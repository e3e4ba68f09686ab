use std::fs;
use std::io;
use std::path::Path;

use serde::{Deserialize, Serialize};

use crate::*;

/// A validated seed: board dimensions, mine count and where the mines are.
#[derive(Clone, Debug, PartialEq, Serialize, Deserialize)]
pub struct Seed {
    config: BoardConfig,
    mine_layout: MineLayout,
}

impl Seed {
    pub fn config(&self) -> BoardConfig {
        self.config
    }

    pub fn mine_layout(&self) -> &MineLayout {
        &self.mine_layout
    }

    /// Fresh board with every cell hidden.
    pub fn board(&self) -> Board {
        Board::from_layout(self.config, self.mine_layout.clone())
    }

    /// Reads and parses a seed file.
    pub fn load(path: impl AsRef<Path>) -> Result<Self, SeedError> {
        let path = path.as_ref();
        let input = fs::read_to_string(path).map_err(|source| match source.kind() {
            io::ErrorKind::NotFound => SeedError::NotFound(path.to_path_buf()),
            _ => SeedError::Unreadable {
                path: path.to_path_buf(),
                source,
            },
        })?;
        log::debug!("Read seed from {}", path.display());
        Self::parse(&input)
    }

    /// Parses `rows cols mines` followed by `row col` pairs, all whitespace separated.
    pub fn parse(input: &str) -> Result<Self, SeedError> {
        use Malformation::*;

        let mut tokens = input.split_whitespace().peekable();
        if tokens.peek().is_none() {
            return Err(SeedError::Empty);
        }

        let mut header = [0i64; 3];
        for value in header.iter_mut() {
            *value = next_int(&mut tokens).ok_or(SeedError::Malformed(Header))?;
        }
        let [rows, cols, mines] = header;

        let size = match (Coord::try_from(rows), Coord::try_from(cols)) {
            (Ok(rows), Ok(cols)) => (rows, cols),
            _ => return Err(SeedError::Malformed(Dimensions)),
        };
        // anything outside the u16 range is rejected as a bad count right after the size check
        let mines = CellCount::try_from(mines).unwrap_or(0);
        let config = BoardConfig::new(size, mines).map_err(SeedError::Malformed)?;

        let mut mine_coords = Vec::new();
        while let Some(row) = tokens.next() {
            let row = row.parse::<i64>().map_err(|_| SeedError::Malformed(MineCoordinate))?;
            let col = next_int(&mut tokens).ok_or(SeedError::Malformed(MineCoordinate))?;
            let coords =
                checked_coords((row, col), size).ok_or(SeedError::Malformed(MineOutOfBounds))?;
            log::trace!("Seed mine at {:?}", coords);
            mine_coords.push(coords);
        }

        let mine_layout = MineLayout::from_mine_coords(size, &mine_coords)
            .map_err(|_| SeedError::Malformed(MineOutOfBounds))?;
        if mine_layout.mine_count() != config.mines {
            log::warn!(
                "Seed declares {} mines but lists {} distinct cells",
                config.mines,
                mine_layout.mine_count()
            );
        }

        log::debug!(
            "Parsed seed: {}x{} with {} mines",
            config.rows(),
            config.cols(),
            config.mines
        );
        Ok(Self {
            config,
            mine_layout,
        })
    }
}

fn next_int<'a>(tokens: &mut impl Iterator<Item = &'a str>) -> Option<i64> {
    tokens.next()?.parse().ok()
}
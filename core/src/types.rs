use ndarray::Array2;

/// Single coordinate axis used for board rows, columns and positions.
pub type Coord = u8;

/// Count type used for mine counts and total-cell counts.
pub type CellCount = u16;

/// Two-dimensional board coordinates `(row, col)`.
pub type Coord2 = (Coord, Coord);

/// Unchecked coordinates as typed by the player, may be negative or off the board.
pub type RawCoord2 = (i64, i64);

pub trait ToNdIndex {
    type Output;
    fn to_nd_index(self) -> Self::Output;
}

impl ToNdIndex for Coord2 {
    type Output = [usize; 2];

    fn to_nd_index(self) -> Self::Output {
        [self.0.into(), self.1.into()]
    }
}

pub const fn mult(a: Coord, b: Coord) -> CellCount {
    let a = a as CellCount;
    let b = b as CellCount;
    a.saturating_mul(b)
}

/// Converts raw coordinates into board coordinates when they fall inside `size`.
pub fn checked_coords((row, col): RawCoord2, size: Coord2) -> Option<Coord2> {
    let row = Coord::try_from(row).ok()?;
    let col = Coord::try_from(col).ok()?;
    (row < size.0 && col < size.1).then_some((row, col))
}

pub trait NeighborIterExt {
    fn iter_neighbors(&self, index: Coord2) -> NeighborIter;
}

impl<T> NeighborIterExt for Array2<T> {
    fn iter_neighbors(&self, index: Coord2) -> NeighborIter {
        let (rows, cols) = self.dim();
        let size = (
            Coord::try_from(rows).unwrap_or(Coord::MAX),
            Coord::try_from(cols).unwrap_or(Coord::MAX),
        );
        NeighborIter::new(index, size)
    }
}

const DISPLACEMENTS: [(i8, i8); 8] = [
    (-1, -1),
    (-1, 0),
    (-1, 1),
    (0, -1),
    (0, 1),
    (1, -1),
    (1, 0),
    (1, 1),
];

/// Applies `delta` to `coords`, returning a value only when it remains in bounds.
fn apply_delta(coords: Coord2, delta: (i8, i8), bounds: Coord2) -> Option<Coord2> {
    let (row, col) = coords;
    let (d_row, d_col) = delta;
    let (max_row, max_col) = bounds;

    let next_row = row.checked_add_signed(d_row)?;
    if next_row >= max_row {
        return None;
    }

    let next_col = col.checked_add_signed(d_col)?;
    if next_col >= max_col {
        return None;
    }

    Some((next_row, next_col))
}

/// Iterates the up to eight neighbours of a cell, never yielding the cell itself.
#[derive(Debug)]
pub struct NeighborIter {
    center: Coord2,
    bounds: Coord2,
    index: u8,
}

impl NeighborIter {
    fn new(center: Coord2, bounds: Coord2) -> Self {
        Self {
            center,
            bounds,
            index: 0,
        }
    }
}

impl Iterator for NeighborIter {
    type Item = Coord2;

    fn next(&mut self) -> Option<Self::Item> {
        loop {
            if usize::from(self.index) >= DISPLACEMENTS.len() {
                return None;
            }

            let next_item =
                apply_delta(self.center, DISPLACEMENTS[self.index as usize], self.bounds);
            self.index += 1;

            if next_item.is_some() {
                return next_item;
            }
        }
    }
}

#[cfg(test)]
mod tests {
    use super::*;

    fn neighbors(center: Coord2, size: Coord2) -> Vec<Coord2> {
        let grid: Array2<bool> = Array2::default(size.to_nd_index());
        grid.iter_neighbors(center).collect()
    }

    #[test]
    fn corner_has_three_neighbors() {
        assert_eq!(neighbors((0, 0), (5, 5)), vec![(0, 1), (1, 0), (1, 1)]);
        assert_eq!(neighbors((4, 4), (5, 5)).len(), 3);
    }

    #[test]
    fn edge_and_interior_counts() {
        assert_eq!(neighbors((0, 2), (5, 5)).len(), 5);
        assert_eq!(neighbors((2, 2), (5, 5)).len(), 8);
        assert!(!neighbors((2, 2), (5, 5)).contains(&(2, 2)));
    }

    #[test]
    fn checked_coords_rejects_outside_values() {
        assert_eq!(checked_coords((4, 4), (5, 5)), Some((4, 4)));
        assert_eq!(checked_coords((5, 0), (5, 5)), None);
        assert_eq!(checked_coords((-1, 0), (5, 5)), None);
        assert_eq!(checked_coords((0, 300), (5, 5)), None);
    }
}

⁂

Please retype the listing word for word, from its first line through the line containing "let path = path.as_ref();", and add nothing else.

repository e3e4ba68f09686ab
use std::fs;
use std::io;
use std::path::Path;

use serde::{Deserialize, Serialize};

use crate::*;

/// A validated seed: board dimensions, mine count and where the mines are.
#[derive(Clone, Debug, PartialEq, Serialize, Deserialize)]
pub struct Seed {
    config: BoardConfig,
    mine_layout: MineLayout,
}

impl Seed {
    pub fn config(&self) -> BoardConfig {
        self.config
    }

    pub fn mine_layout(&self) -> &MineLayout {
        &self.mine_layout
    }

    /// Fresh board with every cell hidden.
    pub fn board(&self) -> Board {
        Board::from_layout(self.config, self.mine_layout.clone())
    }

    /// Reads and parses a seed file.
    pub fn load(path: impl AsRef<Path>) -> Result<Self, SeedError> {
        let path = path.as_ref();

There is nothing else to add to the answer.